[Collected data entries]
^^^^
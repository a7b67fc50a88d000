use sea_orm::entity::prelude::*;

/// One row per submitted lookup. The candidate columns hold either a
/// formatted `"<track> By: <artist>"` string or the literal text `"None"`.
#[derive(Clone, Debug, PartialEq, Eq, DeriveEntityModel)]
#[sea_orm(table_name = "lookups")]
pub struct Model {
    #[sea_orm(primary_key)]
    pub id: i32,
    pub lyrics: String,
    pub artist_name: String,
    pub genre: String,
    pub first_possible_song: String,
    pub second_possible_song: String,
    pub third_possible_song: String,
    pub created_at: Option<String>,
}

#[derive(Copy, Clone, Debug, EnumIter, DeriveRelation)]
pub enum Relation {}

impl ActiveModelBehavior for ActiveModel {}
^^^^
[Work to be completed]: Check every line of the entries above, and copy those that carry the string "derive".

[Solution for this task]:
#[derive(Clone, Debug, PartialEq, Eq, DeriveEntityModel)]
#[derive(Copy, Clone, Debug, EnumIter, DeriveRelation)]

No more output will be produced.